Estamos atravesando un desierto de «fuentes de agua potable», para entendernos, de información veraz y contrastada. Como diría el periodista Iñaki Gabilondo, estamos inundados de agua, pero muy poca es apta para beber. La «información» sale a borbotones por todas las alcantarillas, pero son eso, alcantarillas de aguas sucias y turbulentas. En medio de este diluvio, gran parte de la ciudadanía solo se nutre de estas alcantarillas, se intoxica y contagia la epidemia de la desinformación. El resultado, es un paisaje desolador de aguas revueltas, datos imprecisos e interpretaciones que propagan una visión embarrada y turbia de la realidad.
En la crisis de la DANA, la población ha depositado en youtubers, influencers y predicadores de la conspiración su confianza para informarse de lo que pasaba en sus mismas calles. Pero no era nuevo, lo venían haciendo –lo viene haciendo mucha gente en muchos lugares del planeta– desde hace mucho tiempo. Es más fiable lo que me cuenta el primer rostro «amigo» que llega a mi móvil que el comunicado institucional que emite Aemet, o la consejería de un gobierno autonómico. El primero va aderezado con anécdotas, testimonios de personas –no sabemos si reales–, fotos y vídeos impactantes, y exabruptos contra algún político. Es más atractivo, «me pone más», va más acorde con el sentimiento de excitación y cabreo que siento en ese momento. Ese ciclo de mirar al móvil y alimentarme cotidianamente con basura sobre lo que pasa es un ejercicio muy extendido. Lo que sucede es que cuando se produce en medio de una crisis de gran magnitud adquiere más relevancia.
Asistimos a una quiebra sobre el sentido que tienen hoy las fuentes originales –o primarias– para la ciudadanía. Quizás, porque estas (instituciones, gobiernos, grandes corporaciones, partidos políticos, incluso sindicatos y ONG) han perdido su legitimidad ante una ciudadanía que antes las tenía como referentes. Y a su vez, los medios de comunicación de siempre (las grandes marcas periodísticas en cada país) se han visto arrastradas por esa crisis de confianza. Y se afirma que todo es lo mismo: «unos están al servicio de los otros», «están vendidos al poder», «da igual lo que escuches o veas», «nos están manipulando»…

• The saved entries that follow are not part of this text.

//! The calculator evaluation engine.
//!
//! [`CalculatorEngine`] turns key presses into display text. It owns one
//! [`CalculatorState`] and one [`Variant`]; the variant's [`Capabilities`]
//! decide which keys exist and how strictly the arithmetic is checked.
//!
//! # State Machine
//!
//! | Phase | Entered by | Left by |
//! |-------|------------|---------|
//! | Idle  | `new`, `=`, `C` | an operator key |
//! | PendingOperator | an operator key | `=`, `C` |
//!
//! Digit, decimal point, sign toggle and function keys only touch the
//! display and the new-input flag.
//!
//! Every transition is computed from the current state into a fresh one and
//! committed only when it succeeds, so a rejected key leaves the engine
//! exactly as it was.
//!
//! # Example
//!
//! ```
//! use calc_core::{Button, CalculatorEngine, Operator, Variant};
//!
//! let mut engine = CalculatorEngine::new(Variant::Scientific);
//! for button in [
//!     Button::Digit(3),
//!     Button::Operator(Operator::Add),
//!     Button::Digit(4),
//!     Button::Operator(Operator::Add),
//!     Button::Digit(5),
//!     Button::Equals,
//! ] {
//!     engine.press(button).unwrap();
//! }
//!
//! assert_eq!(engine.display(), "12");
//! ```

use thiserror::Error;
use tracing::{debug, warn};

use crate::calculations::{apply_unary, evaluate_binary, format_result, parse_display};
use crate::{
    Button, CalculatorState, Capabilities, Operator, SnapshotError, UnaryFunction, Variant,
};

/// Errors reported for a rejected key press.
///
/// None of these are fatal: the state is left untouched and the next key
/// press is accepted as usual.
#[derive(Debug, Error, Clone, PartialEq, Eq)]
pub enum EngineError {
    /// The display text is not a finite number.
    #[error("invalid input '{0}'")]
    Parse(String),

    /// A function was applied outside its domain.
    #[error("invalid input for {}", .0.name())]
    Domain(UnaryFunction),

    #[error("division by zero")]
    DivisionByZero,

    /// The key does not exist on this variant's keypad.
    #[error("'{button}' is not available on the {variant} keypad")]
    Unsupported { button: Button, variant: Variant },

    #[error("'{0}' is not a digit")]
    InvalidDigit(u8),
}

/// Whether a binary operation is waiting for its right operand.
#[derive(Debug, Clone, Copy, PartialEq, Eq)]
pub enum Phase {
    Idle,
    PendingOperator,
}

#[derive(Debug, Clone, PartialEq)]
pub struct CalculatorEngine {
    variant: Variant,
    state: CalculatorState,
}

impl CalculatorEngine {
    /// Creates an engine in the initial lifecycle state.
    pub fn new(variant: Variant) -> Self {
        Self {
            variant,
            state: CalculatorState::new(),
        }
    }

    /// Resumes from a snapshot taken with [`CalculatorEngine::snapshot`].
    pub fn restore(
        variant: Variant,
        state: CalculatorState,
    ) -> Result<Self, SnapshotError> {
        state.validate()?;
        Ok(Self { variant, state })
    }

    pub fn variant(&self) -> Variant {
        self.variant
    }

    pub fn state(&self) -> &CalculatorState {
        &self.state
    }

    pub fn display(&self) -> &str {
        &self.state.display
    }

    pub fn phase(&self) -> Phase {
        match self.state.pending() {
            Some(_) => Phase::PendingOperator,
            None => Phase::Idle,
        }
    }

    pub fn snapshot(&self) -> CalculatorState {
        self.state.clone()
    }

    /// Applies one key press.
    pub fn press(
        &mut self,
        button: Button,
    ) -> Result<&CalculatorState, EngineError> {
        match transition(self.variant, &self.state, button) {
            Ok(next) => {
                self.state = next;
                debug!(
                    variant = %self.variant,
                    %button,
                    display = %self.state.display,
                    "key accepted"
                );
                Ok(&self.state)
            }
            Err(error) => {
                warn!(variant = %self.variant, %button, %error, "key rejected");
                Err(error)
            }
        }
    }

    pub fn digit(
        &mut self,
        d: u8,
    ) -> Result<&CalculatorState, EngineError> {
        self.press(Button::Digit(d))
    }

    pub fn decimal_point(&mut self) -> Result<&CalculatorState, EngineError> {
        self.press(Button::DecimalPoint)
    }

    pub fn sign_toggle(&mut self) -> Result<&CalculatorState, EngineError> {
        self.press(Button::SignToggle)
    }

    pub fn binary_operator(
        &mut self,
        op: Operator,
    ) -> Result<&CalculatorState, EngineError> {
        self.press(Button::Operator(op))
    }

    pub fn equals(&mut self) -> Result<&CalculatorState, EngineError> {
        self.press(Button::Equals)
    }

    pub fn unary(
        &mut self,
        function: UnaryFunction,
    ) -> Result<&CalculatorState, EngineError> {
        self.press(Button::Function(function))
    }

    /// Resets to the initial lifecycle state. Never fails.
    pub fn clear(&mut self) -> &CalculatorState {
        self.state = CalculatorState::new();
        debug!(variant = %self.variant, "cleared");
        &self.state
    }
}

/// Computes the state that follows `button`, without modifying `state`.
pub fn transition(
    variant: Variant,
    state: &CalculatorState,
    button: Button,
) -> Result<CalculatorState, EngineError> {
    let caps = variant.capabilities();
    if !caps.supports(button) {
        return Err(EngineError::Unsupported { button, variant });
    }
    match button {
        Button::Digit(d) => digit(state, d),
        Button::DecimalPoint => Ok(decimal_point(state)),
        Button::SignToggle => Ok(sign_toggle(state)),
        Button::Operator(op) => binary_operator(caps, state, op),
        Button::Equals => equals(caps, state),
        Button::Function(function) => unary(state, function),
        Button::Clear => Ok(CalculatorState::new()),
    }
}

fn digit(
    state: &CalculatorState,
    d: u8,
) -> Result<CalculatorState, EngineError> {
    if d > 9 {
        return Err(EngineError::InvalidDigit(d));
    }
    let display = if state.is_new_input || state.display == "0" {
        d.to_string()
    } else {
        format!("{}{d}", state.display)
    };
    Ok(CalculatorState {
        display,
        is_new_input: false,
        ..state.clone()
    })
}

fn decimal_point(state: &CalculatorState) -> CalculatorState {
    let mut next = state.clone();
    if state.is_new_input {
        next.display = "0.".to_string();
        next.is_new_input = false;
    } else if !state.has_decimal_point() {
        next.display.push('.');
    }
    next
}

fn sign_toggle(state: &CalculatorState) -> CalculatorState {
    let mut next = state.clone();
    if state.display != "0" {
        next.display = match state.display.strip_prefix('-') {
            Some(positive) => positive.to_string(),
            None => format!("-{}", state.display),
        };
    }
    next
}

fn binary_operator(
    caps: &Capabilities,
    state: &CalculatorState,
    op: Operator,
) -> Result<CalculatorState, EngineError> {
    let current = parse_display(&state.display)?;
    let mut next = state.clone();

    match state.pending() {
        // A right operand was typed: fold left to right before queueing `op`.
        Some((left, pending)) if caps.chain_pending && !state.is_new_input => {
            let result = evaluate_binary(left, pending, current, caps.division_by_zero)?;
            next.stored_value = Some(result);
            next.display = format_result(result);
        }
        _ => next.stored_value = Some(current),
    }
    next.operator = Some(op);
    next.is_new_input = true;
    Ok(next)
}

fn equals(
    caps: &Capabilities,
    state: &CalculatorState,
) -> Result<CalculatorState, EngineError> {
    let current = parse_display(&state.display)?;
    let result = match state.pending() {
        Some((left, op)) => evaluate_binary(left, op, current, caps.division_by_zero)?,
        None if caps.reformat_on_idle_equals => current,
        None => return Ok(state.clone()),
    };
    Ok(CalculatorState {
        display: format_result(result),
        stored_value: None,
        operator: None,
        is_new_input: true,
    })
}

fn unary(
    state: &CalculatorState,
    function: UnaryFunction,
) -> Result<CalculatorState, EngineError> {
    let value = parse_display(&state.display)?;
    let result = apply_unary(function, value)?;
    Ok(CalculatorState {
        display: format_result(result),
        is_new_input: true,
        ..state.clone()
    })
}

Y en esta coyuntura, ¿qué papel juegan los medios de comunicación y el periodismo? ¿Ya no hacen falta? ¿Han dejado de ser piezas claves en la socialización de conflictos y problemas reales? ¿No pueden ya asumir su rol de canalizadores de opiniones y corrientes diversas? ¿Han perdido para la ciudadanía su esencia como referentes o mediadores con la realidad?
Los medios de comunicación y el periodismo en general afrontan uno de los desafíos más importantes desde que existen: recuperar su rol de intermediarios legitimados por la sociedad para contarnos lo que pasa con rigor y fidelidad a la verdad. Una de las razones que empujan a la ciudadanía a confiar ciegamente hoy en esos voceros y titiriteros de la palabra es la pérdida de credibilidad que han sufrido los medios de comunicación en las últimas décadas. Unos medios que, seguramente para garantizar su supervivencia y viabilidad, se han plegado demasiado fácilmente a los intereses del poder económico y político y han sucumbido a los gabinetes de prensa de empresas e instituciones para componer el orden de la agenda temática diaria.